**Prompt**: Every line with "RwLock" in it should be copied from the data.

==========

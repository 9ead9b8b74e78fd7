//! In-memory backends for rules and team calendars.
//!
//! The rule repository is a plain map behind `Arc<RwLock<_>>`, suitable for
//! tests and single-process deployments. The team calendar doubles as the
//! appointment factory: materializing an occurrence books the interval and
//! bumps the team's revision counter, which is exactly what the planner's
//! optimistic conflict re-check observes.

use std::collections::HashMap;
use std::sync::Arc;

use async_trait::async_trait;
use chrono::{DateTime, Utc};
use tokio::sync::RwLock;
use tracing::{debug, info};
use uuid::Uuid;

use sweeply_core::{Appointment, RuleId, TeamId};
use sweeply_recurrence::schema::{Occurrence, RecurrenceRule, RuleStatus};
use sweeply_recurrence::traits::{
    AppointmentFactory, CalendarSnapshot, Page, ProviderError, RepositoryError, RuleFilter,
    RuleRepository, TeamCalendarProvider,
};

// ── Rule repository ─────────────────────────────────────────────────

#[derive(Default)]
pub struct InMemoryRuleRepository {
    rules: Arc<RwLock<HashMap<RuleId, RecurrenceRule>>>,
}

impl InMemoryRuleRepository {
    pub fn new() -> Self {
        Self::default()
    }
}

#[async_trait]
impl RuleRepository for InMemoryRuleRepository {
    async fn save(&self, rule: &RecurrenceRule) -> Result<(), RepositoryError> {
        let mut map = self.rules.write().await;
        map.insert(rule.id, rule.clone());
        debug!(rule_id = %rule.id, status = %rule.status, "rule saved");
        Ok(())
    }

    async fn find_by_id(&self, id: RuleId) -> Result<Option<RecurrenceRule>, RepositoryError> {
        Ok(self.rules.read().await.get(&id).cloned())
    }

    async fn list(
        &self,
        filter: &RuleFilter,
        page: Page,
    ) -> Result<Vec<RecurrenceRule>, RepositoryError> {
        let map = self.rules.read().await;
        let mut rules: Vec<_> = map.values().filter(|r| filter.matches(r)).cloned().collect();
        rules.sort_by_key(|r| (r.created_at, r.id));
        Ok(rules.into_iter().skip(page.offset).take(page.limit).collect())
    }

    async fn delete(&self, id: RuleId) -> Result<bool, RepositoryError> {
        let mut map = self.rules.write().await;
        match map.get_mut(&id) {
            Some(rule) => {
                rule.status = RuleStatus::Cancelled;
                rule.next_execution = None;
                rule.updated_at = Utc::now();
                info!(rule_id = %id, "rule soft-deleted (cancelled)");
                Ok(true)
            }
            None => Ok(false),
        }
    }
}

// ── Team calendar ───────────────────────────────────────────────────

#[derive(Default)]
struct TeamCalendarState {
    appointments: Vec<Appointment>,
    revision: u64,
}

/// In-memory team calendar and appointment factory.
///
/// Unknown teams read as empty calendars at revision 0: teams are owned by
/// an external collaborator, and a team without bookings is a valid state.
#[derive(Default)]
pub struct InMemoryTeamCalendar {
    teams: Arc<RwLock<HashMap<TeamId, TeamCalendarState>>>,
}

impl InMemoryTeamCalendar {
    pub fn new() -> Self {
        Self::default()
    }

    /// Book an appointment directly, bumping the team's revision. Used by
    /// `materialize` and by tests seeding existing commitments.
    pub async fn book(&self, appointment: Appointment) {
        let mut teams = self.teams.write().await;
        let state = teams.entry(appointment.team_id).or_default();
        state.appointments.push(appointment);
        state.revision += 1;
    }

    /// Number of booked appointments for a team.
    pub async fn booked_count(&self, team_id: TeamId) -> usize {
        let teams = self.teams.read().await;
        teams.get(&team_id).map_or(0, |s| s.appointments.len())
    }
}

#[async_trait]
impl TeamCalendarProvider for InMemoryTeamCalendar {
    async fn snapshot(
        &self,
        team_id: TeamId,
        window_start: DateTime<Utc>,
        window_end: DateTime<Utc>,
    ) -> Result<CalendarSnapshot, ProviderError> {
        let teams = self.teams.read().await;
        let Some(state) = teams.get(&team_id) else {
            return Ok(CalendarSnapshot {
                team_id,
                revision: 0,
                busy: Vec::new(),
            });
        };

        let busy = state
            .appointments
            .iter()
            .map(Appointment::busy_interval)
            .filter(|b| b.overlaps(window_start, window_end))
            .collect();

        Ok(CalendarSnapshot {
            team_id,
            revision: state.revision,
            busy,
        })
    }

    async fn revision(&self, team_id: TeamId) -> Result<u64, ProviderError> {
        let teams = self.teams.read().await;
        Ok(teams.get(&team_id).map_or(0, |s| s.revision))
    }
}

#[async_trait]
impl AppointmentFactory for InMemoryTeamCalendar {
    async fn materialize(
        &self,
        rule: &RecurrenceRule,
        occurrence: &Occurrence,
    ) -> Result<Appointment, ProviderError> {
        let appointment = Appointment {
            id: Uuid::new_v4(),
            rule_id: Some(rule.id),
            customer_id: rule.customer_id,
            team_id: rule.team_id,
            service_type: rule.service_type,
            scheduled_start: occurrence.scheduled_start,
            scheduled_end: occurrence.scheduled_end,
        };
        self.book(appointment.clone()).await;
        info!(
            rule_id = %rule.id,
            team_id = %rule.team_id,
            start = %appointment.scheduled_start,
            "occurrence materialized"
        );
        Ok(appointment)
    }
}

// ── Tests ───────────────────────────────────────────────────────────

==========

**Output of the exercise**:
//! The rule repository is a plain map behind `Arc<RwLock<_>>`, suitable for
use tokio::sync::RwLock;
    rules: Arc<RwLock<HashMap<RuleId, RecurrenceRule>>>,
    teams: Arc<RwLock<HashMap<TeamId, TeamCalendarState>>>,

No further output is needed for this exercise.